Feel good music from the Barnhusgatan basement.
Although his DJ credentials might state otherwise, there’s nothing too serious about our next guest. As co-founder of Studio Barnhus – the notoriously quirky Stockholm based studio, label and DJ trio that he runs alongside buddies Axel Boman and Petter Nordkvist – Kornél Kovács’ refreshing approach to this modern music biz has seen him rise up the ranks in recent years, playing on all the big stages while staying true to the Barnhus style – eclectic, informed, seriously fun and utterly danceable music. A DJ since his mid teens, Kovács’ floor friendly productions have been doing what they were made to do since 2011, with his Szamár EP for Japan’s Endless Flight imprint, Szikra EP and recent full length The Bells for Studio Barnhus a couple of his standout works. With some Australian dates a little over a week away, we caught up with the easy-going Swede and he’s mixed up some of those feel good songs he’s become so well known for.
Hey Kornél, how’s things mate? Where have we caught you?
Hello friend! I’m good thanks, on the couch here in Studio Barnhus, listening to the mix I just did for you. Stockholm once again turned into a winter wonderland today, it’s hilariously cold outside and I’m enjoying this cozy basement.
Looks like you guys have an exciting release due out on Studio Barnhus next month with Shakarchi & Stranéus’ long awaited debut album, hilariously titled Steal Chickens from Men and the Future from God, what’s the story behind that record?
Shakarchi & Stranéus have been a part of Studio Barnhus from the very start and we’ve been planning the release of their debut album for a good seven years now. Back then they were still making beats in the cloakroom of the tapas restaurant where they both worked as clerks. I’m not sure a lot has changed since then to be honest. The album consists of 12 cuts lovingly selected from a collection of music created in makeshift studios all over Gothenburg. It was then mixed at Nacksving Studios together with Matt Karmil, who did similar work on my album and Talaboman’s. It’s been a long ride – actually holding a copy of the record in my hands for the first time felt surreal. Big up Shak and Stran forever.
There’s a real quirkiness to your music, and throughout much of the music on your label Studio Barnhus, with your shared sense of humour on regular display in album titles, record covers, funny write ups and the like. Where does this stem from, and do you feel as though this light hearted approach to running the label has helped make the music even more accessible?

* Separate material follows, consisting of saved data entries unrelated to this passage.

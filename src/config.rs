//! # Configuration Loading
//!
//! Configuration is supplied as an ordered list of YAML documents. Each
//! document must carry its data under a top-level `Config` key:
//!
//! ```yaml
//! Config:
//!   Go:
//!     Version: "1.22.5"
//! ```
//!
//! Documents are merged left to right with [`crate::merge::merge`], so later
//! documents override earlier ones at the same key path. The merged mapping is
//! the data every template executes against.

use std::path::Path;

use log::debug;
use serde::Deserialize;
use serde_json::{Map, Value};

use crate::error::{Error, Result};
use crate::filesystem::FileSystem;
use crate::merge::merge;

/// Name of the required top-level key in every configuration document.
pub const CONFIG_KEY: &str = "Config";

#[derive(Debug, Deserialize)]
struct ConfigDocument {
    #[serde(rename = "Config")]
    config: Option<Value>,
}

/// The merged configuration of a generation run.
#[derive(Debug, Clone, PartialEq)]
pub struct ConfigSpec {
    config: Value,
}

impl ConfigSpec {
    /// An empty configuration.
    pub fn new() -> Self {
        Self {
            config: Value::Object(Map::new()),
        }
    }

    /// Load and merge the documents at `names`, in order.
    pub fn load<P: AsRef<Path>>(fs: &dyn FileSystem, names: &[P]) -> Result<Self> {
        let mut spec = Self::new();
        for name in names {
            spec.merge_file(fs, name.as_ref())?;
        }
        Ok(spec)
    }

    /// Merge one more document file on top of the current configuration.
    pub fn merge_file(&mut self, fs: &dyn FileSystem, name: &Path) -> Result<()> {
        let content = fs.read_to_string(name)?;
        let data = parse(&content).map_err(|err| match err {
            Error::ConfigInvalid { message } => Error::ConfigInvalid {
                message: format!("{}: {}", message, name.display()),
            },
            other => other,
        })?;

        debug!("Merging configuration from {}", name.display());
        self.merge_value(data);
        Ok(())
    }

    /// Merge an already parsed `Config` mapping on top of the current one.
    pub fn merge_value(&mut self, data: Value) {
        let current = std::mem::take(&mut self.config);
        self.config = merge(current, data);
    }

    /// The merged mapping.
    pub fn config(&self) -> &Value {
        &self.config
    }

    pub fn into_value(self) -> Value {
        self.config
    }
}

impl Default for ConfigSpec {
    fn default() -> Self {
        Self::new()
    }
}

/// Parse one configuration document and return its `Config` mapping.
pub fn parse(content: &str) -> Result<Value> {
    let document: ConfigDocument = serde_yaml::from_str(content)?;
    match document.config {
        Some(config @ Value::Object(_)) => Ok(config),
        Some(other) if !other.is_null() => Err(Error::ConfigInvalid {
            message: format!("field '{}' must be a mapping", CONFIG_KEY),
        }),
        _ => Err(Error::ConfigInvalid {
            message: format!("required field '{}' not found", CONFIG_KEY),
        }),
    }
}

#[cfg(test)]
mod tests {
    use super::*;
    use crate::filesystem::MemoryFS;
    use serde_json::json;

    #[test]
    fn test_load_merges_in_order() {
        let fs = MemoryFS::new();
        fs.add_file_string(
            "/config/config1.yaml",
            "Config:\n  Go:\n    Version:\n      Full: \"1.22.5\"",
        )
        .unwrap();
        fs.add_file_string(
            "/config/config2.yaml",
            "Config:\n  Go:\n    Packages:\n      - something",
        )
        .unwrap();

        let spec = ConfigSpec::load(
            &fs,
            &["/config/config1.yaml", "/config/config2.yaml"],
        )
        .unwrap();

        assert_eq!(
            spec.config(),
            &json!({
                "Go": {
                    "Version": {"Full": "1.22.5"},
                    "Packages": ["something"]
                }
            })
        );
    }

    #[test]
    fn test_load_later_document_wins() {
        let fs = MemoryFS::new();
        fs.add_file_string("/c1.yaml", "Config:\n  Name: first\n  Keep: yes")
            .unwrap();
        fs.add_file_string("/c2.yaml", "Config:\n  Name: second").unwrap();

        let spec = ConfigSpec::load(&fs, &["/c1.yaml", "/c2.yaml"]).unwrap();
        assert_eq!(spec.config()["Name"], json!("second"));
        assert_eq!(spec.config()["Keep"], json!("yes"));
    }

    #[test]
    fn test_load_no_documents() {
        let fs = MemoryFS::new();
        let spec = ConfigSpec::load(&fs, &[] as &[&str]).unwrap();
        assert_eq!(spec.config(), &json!({}));
    }

    #[test]
    fn test_load_missing_config_key() {
        let fs = MemoryFS::new();
        fs.add_file_string("/bad.yaml", "Other:\n  Name: x").unwrap();

        let err = ConfigSpec::load(&fs, &["/bad.yaml"]).unwrap_err();
        match err {
            Error::ConfigInvalid { message } => {
                assert!(message.contains("required field 'Config' not found"));
                assert!(message.contains("/bad.yaml"));
            }
            other => panic!("expected ConfigInvalid, got {:?}", other),
        }
    }

    #[test]
    fn test_parse_rejects_non_mapping_config() {
        let err = parse("Config: [1, 2]").unwrap_err();
        assert!(matches!(err, Error::ConfigInvalid { .. }));

        let err = parse("Config:").unwrap_err();
        assert!(matches!(err, Error::ConfigInvalid { .. }));
    }

    #[test]
    fn test_parse_invalid_yaml() {
        let err = parse("Config: [").unwrap_err();
        assert!(matches!(err, Error::Yaml(_)));
    }

    #[test]
    fn test_load_missing_file() {
        let fs = MemoryFS::new();
        let err = ConfigSpec::load(&fs, &["/missing.yaml"]).unwrap_err();
        assert!(err.is_not_found());
    }
}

People seem to react strongly to this side of Studio Barnhus. It used to bother me, a journalist called us “house pranksters” once and I was obsessing about that for years. Today I’m just happy that we get to be ourselves and connect with people in a positive way. I think the light hearted approach you mention comes from the fact that we were always outsiders in the club music world, a position which allowed us to see this stuff as something magical rather than functional. Feel me?
You’ve spoken about the importance of raving as a movement for bringing people of all walks of life together, especially in Stockholm where the legal club scene can be lacking at times. Do you find illegal raves still popping up as regularly as you would like in Stockholm, and what are some of your fondest memories of these over the years?
Stockholm’s illegal scene stays surprisingly strong despite constant harassment and provocations from the man. I don’t get to take part as often as I’d like these days. My fondest memories from these situations consist of the same fuzzy pink haze that anyone who grew up raving can or can not remember.
What can you tell us about this mix you’ve put together for us? Any special tracks in there you would like to mention?
I opened with a new Matt Karmil track that I’ve been opening quite a few sets with recently, it’s A1 on his new record for Studio Barnhus. From there on I just played music I’ve been playing in clubs lately, with last Saturday’s gig at the excellent Golzheim club in Düsseldorf still echoing in my mind. I finally noticed the recorder’s batteries were about to give up. Luckily I managed to squeeze in this Sizzla instrumental I like to close nights with.
I hear you’ve got a bunch of new music on the way this year, what can you tell us about that?
EP on Unknown To The Unknown before summer, EP on Studio Barnhus after summer. Working on a very special Studio Barnhus project that will include some of my music. A few remixes and surprise appearances here and there too!
You’re back in Australia for a cheeky weekend next month, where can people catch you?
Yes I am! Too damn excited. Starting off the tour at Sugar in Adelaide on March 9th, the day after that I go to Sydney for a daytime set at Days Like This and then to Victoria for Pitch Festival. I’ll stick around for a few days after that, wrapping up the visit at Revolver in Melbourne on March 14th. Really looking forward to sunshine, party and the amazing food you people make!